[The task] Filter the entries below, keeping every line that has the word "CloseReason".
· · · · ·
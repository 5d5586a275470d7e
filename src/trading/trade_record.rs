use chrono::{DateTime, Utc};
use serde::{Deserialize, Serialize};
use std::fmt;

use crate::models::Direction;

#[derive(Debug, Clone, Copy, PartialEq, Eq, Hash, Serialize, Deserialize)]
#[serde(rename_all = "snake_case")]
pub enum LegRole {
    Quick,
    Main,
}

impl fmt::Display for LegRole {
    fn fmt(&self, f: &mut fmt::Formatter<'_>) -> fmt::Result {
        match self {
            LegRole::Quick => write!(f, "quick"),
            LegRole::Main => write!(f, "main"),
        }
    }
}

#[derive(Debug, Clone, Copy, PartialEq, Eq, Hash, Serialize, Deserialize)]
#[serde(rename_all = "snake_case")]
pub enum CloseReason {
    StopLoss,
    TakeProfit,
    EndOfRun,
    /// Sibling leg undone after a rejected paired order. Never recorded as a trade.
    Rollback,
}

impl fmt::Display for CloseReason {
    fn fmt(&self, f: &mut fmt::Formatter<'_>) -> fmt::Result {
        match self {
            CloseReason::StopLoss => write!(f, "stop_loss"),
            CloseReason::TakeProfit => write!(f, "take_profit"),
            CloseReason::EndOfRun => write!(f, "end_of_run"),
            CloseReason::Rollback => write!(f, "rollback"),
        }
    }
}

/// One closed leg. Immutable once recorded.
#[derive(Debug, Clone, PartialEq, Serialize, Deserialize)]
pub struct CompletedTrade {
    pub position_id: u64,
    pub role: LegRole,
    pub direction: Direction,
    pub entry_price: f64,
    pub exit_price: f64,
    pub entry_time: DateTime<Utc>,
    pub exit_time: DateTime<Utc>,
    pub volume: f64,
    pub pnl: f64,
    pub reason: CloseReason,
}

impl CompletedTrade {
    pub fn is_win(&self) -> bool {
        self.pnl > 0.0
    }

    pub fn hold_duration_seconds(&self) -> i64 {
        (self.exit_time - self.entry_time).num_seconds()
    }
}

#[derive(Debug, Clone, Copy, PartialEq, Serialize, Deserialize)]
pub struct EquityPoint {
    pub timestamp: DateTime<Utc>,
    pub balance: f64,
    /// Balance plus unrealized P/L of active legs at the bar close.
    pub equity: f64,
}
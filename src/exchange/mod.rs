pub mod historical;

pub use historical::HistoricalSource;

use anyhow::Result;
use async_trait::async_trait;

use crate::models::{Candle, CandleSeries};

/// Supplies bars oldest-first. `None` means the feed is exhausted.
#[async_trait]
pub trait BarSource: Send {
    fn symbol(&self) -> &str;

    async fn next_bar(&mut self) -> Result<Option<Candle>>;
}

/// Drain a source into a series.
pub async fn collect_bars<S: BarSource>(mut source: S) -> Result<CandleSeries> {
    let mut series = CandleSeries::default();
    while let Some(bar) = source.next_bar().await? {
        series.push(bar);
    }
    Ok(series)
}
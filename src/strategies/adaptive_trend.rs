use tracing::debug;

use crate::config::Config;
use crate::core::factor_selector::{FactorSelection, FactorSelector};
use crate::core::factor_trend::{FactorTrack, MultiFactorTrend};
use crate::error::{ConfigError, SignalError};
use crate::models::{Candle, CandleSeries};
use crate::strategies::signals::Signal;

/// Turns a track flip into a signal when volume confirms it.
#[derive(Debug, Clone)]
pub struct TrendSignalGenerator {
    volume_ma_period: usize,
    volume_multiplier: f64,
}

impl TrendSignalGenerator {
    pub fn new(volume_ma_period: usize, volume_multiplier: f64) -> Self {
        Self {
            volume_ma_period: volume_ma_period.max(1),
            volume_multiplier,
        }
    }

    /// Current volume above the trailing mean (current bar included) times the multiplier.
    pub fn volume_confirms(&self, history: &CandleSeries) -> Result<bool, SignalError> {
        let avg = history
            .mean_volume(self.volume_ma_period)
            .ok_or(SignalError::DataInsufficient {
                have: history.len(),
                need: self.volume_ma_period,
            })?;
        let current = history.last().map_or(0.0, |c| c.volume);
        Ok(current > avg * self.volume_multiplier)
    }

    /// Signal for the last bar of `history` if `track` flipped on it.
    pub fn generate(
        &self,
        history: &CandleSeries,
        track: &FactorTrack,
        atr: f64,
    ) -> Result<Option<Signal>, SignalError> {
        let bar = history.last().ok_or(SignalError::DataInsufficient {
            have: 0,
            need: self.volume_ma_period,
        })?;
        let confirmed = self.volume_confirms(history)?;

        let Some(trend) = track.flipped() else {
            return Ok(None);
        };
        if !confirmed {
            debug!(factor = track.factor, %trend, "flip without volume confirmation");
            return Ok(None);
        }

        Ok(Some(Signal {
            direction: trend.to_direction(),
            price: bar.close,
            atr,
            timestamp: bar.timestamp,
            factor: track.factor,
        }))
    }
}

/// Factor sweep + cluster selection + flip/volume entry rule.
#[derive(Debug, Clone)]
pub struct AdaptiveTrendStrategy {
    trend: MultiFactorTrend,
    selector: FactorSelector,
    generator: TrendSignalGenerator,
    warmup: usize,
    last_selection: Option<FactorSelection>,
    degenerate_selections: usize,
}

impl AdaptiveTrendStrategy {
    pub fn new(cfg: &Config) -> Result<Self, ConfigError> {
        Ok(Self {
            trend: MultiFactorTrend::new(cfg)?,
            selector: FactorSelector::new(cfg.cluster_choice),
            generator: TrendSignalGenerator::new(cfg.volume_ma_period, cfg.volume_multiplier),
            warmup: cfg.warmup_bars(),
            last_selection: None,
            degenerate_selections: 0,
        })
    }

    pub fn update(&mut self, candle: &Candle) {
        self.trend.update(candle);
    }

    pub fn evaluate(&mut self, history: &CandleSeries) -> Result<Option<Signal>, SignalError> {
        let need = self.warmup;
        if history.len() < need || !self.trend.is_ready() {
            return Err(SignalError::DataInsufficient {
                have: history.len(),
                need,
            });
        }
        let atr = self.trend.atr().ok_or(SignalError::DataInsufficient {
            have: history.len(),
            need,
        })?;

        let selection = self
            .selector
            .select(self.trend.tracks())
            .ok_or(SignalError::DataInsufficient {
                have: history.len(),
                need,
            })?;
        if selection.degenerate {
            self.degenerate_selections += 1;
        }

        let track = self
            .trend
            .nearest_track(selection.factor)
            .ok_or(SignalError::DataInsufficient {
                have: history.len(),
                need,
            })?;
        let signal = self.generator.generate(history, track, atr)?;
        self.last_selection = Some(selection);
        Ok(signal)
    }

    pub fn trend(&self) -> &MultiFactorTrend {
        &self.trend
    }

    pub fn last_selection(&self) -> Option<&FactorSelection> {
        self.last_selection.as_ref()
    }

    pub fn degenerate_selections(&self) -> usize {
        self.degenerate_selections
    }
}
· · · · ·
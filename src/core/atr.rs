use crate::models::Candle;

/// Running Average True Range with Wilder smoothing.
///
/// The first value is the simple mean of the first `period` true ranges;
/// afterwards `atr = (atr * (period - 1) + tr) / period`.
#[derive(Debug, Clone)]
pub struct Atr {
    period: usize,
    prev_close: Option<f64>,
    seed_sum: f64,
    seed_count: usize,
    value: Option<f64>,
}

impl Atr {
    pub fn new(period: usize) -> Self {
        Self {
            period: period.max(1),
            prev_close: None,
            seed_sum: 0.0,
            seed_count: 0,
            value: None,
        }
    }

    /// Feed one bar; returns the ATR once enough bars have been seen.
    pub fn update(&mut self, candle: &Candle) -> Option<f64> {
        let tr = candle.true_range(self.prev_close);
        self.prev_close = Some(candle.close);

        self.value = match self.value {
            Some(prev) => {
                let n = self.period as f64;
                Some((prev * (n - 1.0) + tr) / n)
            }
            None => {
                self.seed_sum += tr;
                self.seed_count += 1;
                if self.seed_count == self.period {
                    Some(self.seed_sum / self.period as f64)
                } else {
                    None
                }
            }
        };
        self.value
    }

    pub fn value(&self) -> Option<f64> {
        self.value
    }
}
· · · · ·
[Answer box]
pub enum CloseReason {
impl fmt::Display for CloseReason {
            CloseReason::StopLoss => write!(f, "stop_loss"),
            CloseReason::TakeProfit => write!(f, "take_profit"),
            CloseReason::EndOfRun => write!(f, "end_of_run"),
            CloseReason::Rollback => write!(f, "rollback"),
    pub reason: CloseReason,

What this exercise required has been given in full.